Streptococcus pyogenes are sometimes called "flesh-eating bacteria." The name is sensationalist, but not undeserved – infection with S. pyogenes can destroy soft tissue, a process known as necrotizing fasciitis, to the point that amputation is necessary, and serious infections are fatal in a quarter to a third of all cases. Researchers at Harvard Medical School have shown that S. pyogenes directly activates pain-sensing neurons, which set off an immunosuppressive response that helps the bacteria survive. In animal experiments, either killing pain-sensing neurons or inhibiting their signaling via botulinum toxin or CGRP antagonists, which are being developed as migraine therapies, improved immune system control of S. pyogenes infection.
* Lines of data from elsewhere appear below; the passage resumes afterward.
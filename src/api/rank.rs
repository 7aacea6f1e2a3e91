use actix_web::{get, web, HttpResponse, Responder};
use log::debug;

use crate::storage::Storage;
use crate::util::leaderboard::rank_with_names;

// [[API]]
// desp: Participants ordered by accepted points, recomputed on every call.
// Method: GET
// URL: /leaderboard
// Response Body: `Vec<LeaderboardEntry>`
#[get("/leaderboard")]
pub async fn leaderboard(storage: web::Data<dyn Storage>) -> impl Responder {
    let submissions = storage.get_submissions(None);
    let tasks = storage.get_tasks();

    let board = rank_with_names(&submissions, &tasks, |user_id| {
        storage.get_user(user_id).map(|user| user.username)
    });
    debug!(
        "Leaderboard over {} submissions: {} entries",
        submissions.len(),
        board.len()
    );

    HttpResponse::Ok().json(board)
}
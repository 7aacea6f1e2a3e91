use actix_session::Session;
use actix_web::{error, http::StatusCode, HttpResponse};
use derive_more::Display;
use log::{error, warn};
use serde::Serialize;
use uuid::Uuid;

use crate::{
    models::{User, UserId},
    storage::Storage,
    Ext,
};

pub trait APIRequest: Sized {
    fn ok(&self) -> bool;
    fn sanity(&self) -> Result<(), APIError> {
        if self.ok() {
            Ok(())
        } else {
            Err(APIError::InvalidFormData)
        }
    }
}

#[derive(Debug, Display, PartialEq, Eq)]
pub enum APIError {
    #[display("Invalid form data")]
    InvalidFormData,

    #[display("Invalid task id")]
    InvalidTaskId,

    #[display("No code file uploaded")]
    MissingCodeFile,

    #[display("Malformed upload")]
    MalformedUpload,

    #[display("Username already exists")]
    UsernameTaken,

    #[display("Wrong username or password")]
    WrongCredentials,

    #[display("Invalid session")]
    InvalidSession,

    #[display("Not logged in")]
    NotLogin,

    #[display("Server error at {location}, ref[{refnum}]: {msg}")]
    ServerError {
        location: &'static str,
        msg: &'static str,
        refnum: Uuid,
    },
}

impl APIError {
    pub fn set_location(self, location: &'static str) -> Self {
        match self {
            APIError::ServerError {
                location: _,
                msg,
                refnum,
            } => APIError::ServerError {
                location,
                msg,
                refnum,
            },
            _ => self,
        }
    }

    pub fn log(&self) {
        if let APIError::ServerError {
            location,
            msg,
            refnum,
        } = self
        {
            error!("Server error at {location}, ref[{refnum}]: {msg}");
        }
    }
}

#[derive(Serialize)]
struct ErrorBody {
    error: String,
}

impl error::ResponseError for APIError {
    fn error_response(&self) -> HttpResponse {
        HttpResponse::build(self.status_code()).json(ErrorBody {
            error: self.to_string(),
        })
    }

    fn status_code(&self) -> StatusCode {
        match self {
            APIError::NotLogin | APIError::InvalidSession | APIError::WrongCredentials => {
                StatusCode::UNAUTHORIZED
            }
            APIError::ServerError { .. } => StatusCode::INTERNAL_SERVER_ERROR,
            _ => StatusCode::BAD_REQUEST,
        }
    }
}

/// Marks `session` as belonging to `user`, dropping whatever it held before.
pub fn set_loggedin_session(
    session: &Session,
    user: &User,
    storage: &dyn Storage,
    location: &'static str,
) -> Result<(), APIError> {
    session.clear();
    session
        .insert(SESSION_USER_ID, user.id)
        .map_err(|e| log_server_error(e, location, ERROR_SESSION_INSERT))?;
    session
        .insert(SESSION_INSTANCE, storage.instance_id())
        .map_err(|e| log_server_error(e, location, ERROR_SESSION_INSERT))?;
    session.renew();
    Ok(())
}

/// Resolves the logged-in user, clearing sessions that no longer match the store.
///
/// A cookie can outlive the process that issued it; the instance id check
/// keeps it from landing on a different user with a reused id.
pub fn require_user(session: &Session, storage: &dyn Storage) -> Result<User, APIError> {
    let Ok(Some(user_id)) = session.get::<UserId>(SESSION_USER_ID) else {
        return Err(APIError::NotLogin);
    };

    let same_instance = session
        .get::<Uuid>(SESSION_INSTANCE)
        .ok()
        .flatten()
        .is_some_and(|instance| instance == storage.instance_id());

    same_instance
        .then(|| storage.get_user(user_id))
        .flatten()
        .ok_or(APIError::InvalidSession)
        .inspect_err(|_| warn!("Dropping stale session of user {user_id}"))
        .inspect_err(kill_session(session))
}

pub fn log_server_error<E>(error: E, location: &'static str, msg: &'static str) -> APIError
where
    E: std::fmt::Display,
{
    new_unlocated_server_error(error, msg)
        .set_location(location)
        .tap(APIError::log)
}

pub fn new_unlocated_server_error<E>(error: E, msg: &'static str) -> APIError
where
    E: std::fmt::Display,
{
    let refnum = Uuid::new_v4();
    error!("Error [{refnum}]: {error}");
    APIError::ServerError {
        location: LOCATION_UNKNOWN,
        msg,
        refnum,
    }
}

pub fn kill_session(session: &Session) -> impl FnMut(&APIError) + '_ {
    |result| {
        if result == &APIError::InvalidSession {
            session.clear()
        };
    }
}

pub static SESSION_USER_ID: &str = "user_id";
pub static SESSION_INSTANCE: &str = "store_instance";

pub static ERROR_SESSION_INSERT: &str = "session_setting_failed";

pub static LOCATION_UNKNOWN: &str = "[unknown]";
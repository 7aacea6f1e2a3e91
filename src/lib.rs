pub mod api;
pub mod config;
pub mod util;

pub mod models;
pub mod storage;

use actix_multipart::form::MultipartFormConfig;
use actix_session::{storage::CookieSessionStore, SessionMiddleware};
use actix_web::{cookie::Key, web};

use config::Config;

use api::{rank, register, submission, task};

/// Registers every route of the portal.
pub fn routes(cfg: &mut web::ServiceConfig) {
    cfg.service(register::register_user)
        .service(register::login_user)
        .service(register::logout_user)
        .service(register::get_user)
        .service(task::list_tasks)
        .service(submission::list_submissions)
        .service(submission::submit)
        .service(rank::leaderboard);
}

pub fn session_middleware(key: Key, secure: bool) -> SessionMiddleware<CookieSessionStore> {
    SessionMiddleware::builder(CookieSessionStore::default(), key)
        .cookie_secure(secure)
        .cookie_same_site(actix_web::cookie::SameSite::None)
        .build()
}

/// Caps the whole `/submit` body at `MAX_UPLOAD_BYTES`.
pub fn multipart_config(config: &Config) -> MultipartFormConfig {
    MultipartFormConfig::default()
        .total_limit(config.max_upload_bytes)
        .memory_limit(config.max_upload_bytes)
}

pub trait Ext<R>: Sized {
    fn tap(self, f: impl FnOnce(&Self) -> R) -> Self {
        f(&self);
        self
    }
}

impl<T, R> Ext<R> for T {}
The researchers concluded that "neurons and their signaling to the immune system have a major impact on the outcome of bacterial soft tissue infection," and that "targeting the peripheral nervous system could provide therapeutic approaches in invasive infections including necrotizing fasciitis." They published their results in the May 10, 2018, online issue of Cell.
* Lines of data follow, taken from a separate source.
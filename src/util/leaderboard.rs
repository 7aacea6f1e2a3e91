use std::collections::{BTreeMap, HashMap};

use serde::Serialize;

use crate::models::{Submission, SubmissionStatus, Task, TaskId, UserId};

#[derive(Debug, Clone, PartialEq, Eq, Serialize)]
#[serde(rename_all = "camelCase")]
pub struct LeaderboardEntry {
    pub user_id: UserId,
    #[serde(rename = "username")]
    pub display_name: String,
    pub total_points: i64,
    #[serde(rename = "submissions")]
    pub submission_count: usize,
}

pub fn placeholder_name(user_id: UserId) -> String {
    format!("Participant {user_id}")
}

/// Ranks every user that has at least one submission for a known task.
///
/// Display names are placeholders derived from the user id; use
/// [`rank_with_names`] to show real usernames.
pub fn rank(submissions: &[Submission], tasks: &[Task]) -> Vec<LeaderboardEntry> {
    rank_with_names(submissions, tasks, |_| None)
}

/// Like [`rank`], but asks `resolve` for each user's display name and falls
/// back to the placeholder when it returns `None`.
///
/// Sorted by total points, highest first; equal totals by ascending user id.
pub fn rank_with_names<F>(
    submissions: &[Submission],
    tasks: &[Task],
    resolve: F,
) -> Vec<LeaderboardEntry>
where
    F: Fn(UserId) -> Option<String>,
{
    let points: HashMap<TaskId, i32> = tasks.iter().map(|task| (task.id, task.points)).collect();

    let mut stats: BTreeMap<UserId, LeaderboardEntry> = BTreeMap::new();
    for submission in submissions {
        // Submissions for vanished tasks are ignored.
        let Some(&task_points) = points.get(&submission.task_id) else {
            continue;
        };

        let entry = stats
            .entry(submission.user_id)
            .or_insert_with(|| LeaderboardEntry {
                user_id: submission.user_id,
                display_name: resolve(submission.user_id)
                    .unwrap_or_else(|| placeholder_name(submission.user_id)),
                total_points: 0,
                submission_count: 0,
            });

        if submission.status == SubmissionStatus::Accepted {
            entry.total_points += i64::from(task_points);
        }
        entry.submission_count += 1;
    }

    // Stable sort over id-ordered entries keeps ties by ascending user id.
    let mut board: Vec<_> = stats.into_values().collect();
    board.sort_by(|a, b| b.total_points.cmp(&a.total_points));
    board
}

#[cfg(test)]
mod tests {
    use super::*;
    use chrono::Utc;

    fn task(id: TaskId, points: i32) -> Task {
        Task {
            id,
            title: format!("Task {id}"),
            description: String::new(),
            points,
        }
    }

    fn sub(id: i32, user_id: UserId, task_id: TaskId, status: SubmissionStatus) -> Submission {
        Submission {
            id,
            user_id,
            task_id,
            code: String::new(),
            status,
            submitted_at: Utc::now(),
        }
    }

    use SubmissionStatus::{Accepted, Rejected};

    #[test]
    fn accepted_points_are_summed_and_all_submissions_counted() {
        let tasks = vec![task(1, 100), task(2, 150)];
        let submissions = vec![
            sub(1, 2, 1, Rejected),
            sub(2, 1, 1, Accepted),
            sub(3, 1, 2, Accepted),
        ];

        let board = rank(&submissions, &tasks);
        assert_eq!(
            board,
            vec![
                LeaderboardEntry {
                    user_id: 1,
                    display_name: "Participant 1".to_owned(),
                    total_points: 250,
                    submission_count: 2,
                },
                LeaderboardEntry {
                    user_id: 2,
                    display_name: "Participant 2".to_owned(),
                    total_points: 0,
                    submission_count: 1,
                },
            ]
        );
    }

    #[test]
    fn missing_task_is_skipped() {
        let tasks = vec![task(1, 100)];
        let submissions = vec![sub(1, 1, 99, Accepted), sub(2, 1, 1, Accepted)];

        let board = rank(&submissions, &tasks);
        assert_eq!(board.len(), 1);
        assert_eq!(board[0].total_points, 100);
        assert_eq!(board[0].submission_count, 1);

        // A user whose only submission hits a missing task is not listed.
        assert!(rank(&[sub(1, 5, 99, Accepted)], &tasks).is_empty());
    }

    #[test]
    fn ties_are_ordered_by_user_id() {
        let tasks = vec![task(1, 100)];
        let submissions = vec![
            sub(1, 9, 1, Accepted),
            sub(2, 4, 1, Accepted),
            sub(3, 7, 1, Rejected),
            sub(4, 2, 1, Rejected),
        ];

        let order: Vec<_> = rank(&submissions, &tasks)
            .into_iter()
            .map(|entry| entry.user_id)
            .collect();
        assert_eq!(order, vec![4, 9, 2, 7]);
    }

    #[test]
    fn repeated_accepts_each_score() {
        let tasks = vec![task(1, 100)];
        let submissions = vec![sub(1, 1, 1, Accepted), sub(2, 1, 1, Accepted)];
        assert_eq!(rank(&submissions, &tasks)[0].total_points, 200);
    }

    #[test]
    fn resolver_supplies_names_with_placeholder_fallback() {
        let tasks = vec![task(1, 100)];
        let submissions = vec![sub(1, 1, 1, Accepted), sub(2, 2, 1, Accepted)];

        let board = rank_with_names(&submissions, &tasks, |id| {
            (id == 1).then(|| "alice".to_owned())
        });
        assert_eq!(board[0].display_name, "alice");
        assert_eq!(board[1].display_name, "Participant 2");
    }

    #[test]
    fn empty_inputs_give_empty_board() {
        assert!(rank(&[], &[]).is_empty());
        assert!(rank(&[], &[task(1, 100)]).is_empty());
    }

    #[test]
    fn entry_serializes_with_wire_names() {
        let entry = LeaderboardEntry {
            user_id: 3,
            display_name: "carol".to_owned(),
            total_points: 150,
            submission_count: 4,
        };
        assert_eq!(
            serde_json::to_value(entry).unwrap(),
            serde_json::json!({
                "userId": 3,
                "username": "carol",
                "totalPoints": 150,
                "submissions": 4,
            })
        );
    }
}
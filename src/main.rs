use std::sync::Arc;

use actix_cors::Cors;
use actix_web::middleware::Logger;
use actix_web::{web, App, HttpServer};

use log::{info, warn};
use portal::config::Config;
use portal::storage::{MemStorage, Storage};
use portal::util::cipher_util;

#[actix_rt::main]
async fn main() -> std::io::Result<()> {
    env_logger::init();

    let config = Config::from_env().map_err(std::io::Error::other)?;

    if !config.production {
        warn!("Under development mode.");
    }

    let storage: Arc<dyn Storage> = if config.seed_tasks {
        Arc::new(MemStorage::with_sample_tasks())
    } else {
        Arc::new(MemStorage::default())
    };
    info!("Serving {} tasks", storage.get_tasks().len());

    let secret_key = cipher_util::gen_cookie_key(&config.cookie_token);
    let bind_addr = config.bind_addr.clone();
    let config = web::Data::new(config);
    let storage = web::Data::from(storage);

    info!("Listening on {bind_addr}");
    HttpServer::new(move || {
        let origins = config.allowed_origins.clone();
        App::new()
            .app_data(storage.clone())
            .app_data(config.clone())
            .app_data(portal::multipart_config(&config))
            .wrap(
                Cors::default()
                    .allowed_origin_fn(move |origin, _| {
                        origin
                            .to_str()
                            .is_ok_and(|origin| origins.iter().any(|allowed| allowed == origin))
                    })
                    .allow_any_header()
                    .allow_any_method()
                    .supports_credentials(),
            )
            .wrap(portal::session_middleware(
                secret_key.clone(),
                config.production,
            ))
            .wrap(Logger::default())
            .configure(portal::routes)
    })
    .bind(bind_addr)?
    .run()
    .await
}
You're only as old as your mitochondria feel

Mitochondrial protein synthesis affects general cellular functioning not just directly, but also through general effects on protein synthesis in the cytoplasm. Mitochondria have their own genome, and researchers from the Swedish Stockholm University investigated the effects of either improving or perturbing the mitochondrial quality control center. They found that "decreased accuracy of mitochondrial translation shortened chronological lifespan, impaired management of cytosolic protein aggregates, and elicited a general transcriptional stress response. In striking contrast, increased accuracy extended lifespan, improved cytosolic aggregate clearance, and suppressed a normally stress-induced... proteostasis transcription program that regulates genes important for mitochondrial proteostasis." The findings suggest that mitochondrial and cytosolic protein synthesis are integrated with stress signaling in the nucleus in "an inter-connected organelle quality control network that determines cellular lifespan." The team's work appeared in the May 8, 2018, online issue of Cell Metabolism.

Microenvironment ages blood stem cells

Autonomic nervous system signaling is important for maintaining the self-renewal capacity of blood-forming stem cells, and the loss of such signaling, which naturally occurs during aging, was one driver of stem cell aging. Stem cells are maintained via multiple mechanisms, both within the cells themselves and in the form of cues from the microenvironment. Blood-forming stem cells live in the bone marrow, and microenvironmental cues from the bone marrow influence their ability to maintain their regenerative capacity. Researchers from the Albert Einstein College of Medicine have shown that the sympathetic nervous system, which releases adrenaline into the bone marrow in a regular circadian rhythm, was important for enabling the bone marrow to maintain stem cells. The team showed that loss of signaling by adrenoceptor beta 3 in the bone marrow of young mice led to premature blood stem cell aging. Conversely, activating adrenoceptor beta 3 in the bone marrow of old mice "significantly rejuvenated the in vivo function" of aged blood stem cells, suggesting a possible therapeutic approach to preserving or repairing blood stem cell function. The team reported its findings in the May 7, 2018, online issue of Nature Medicine.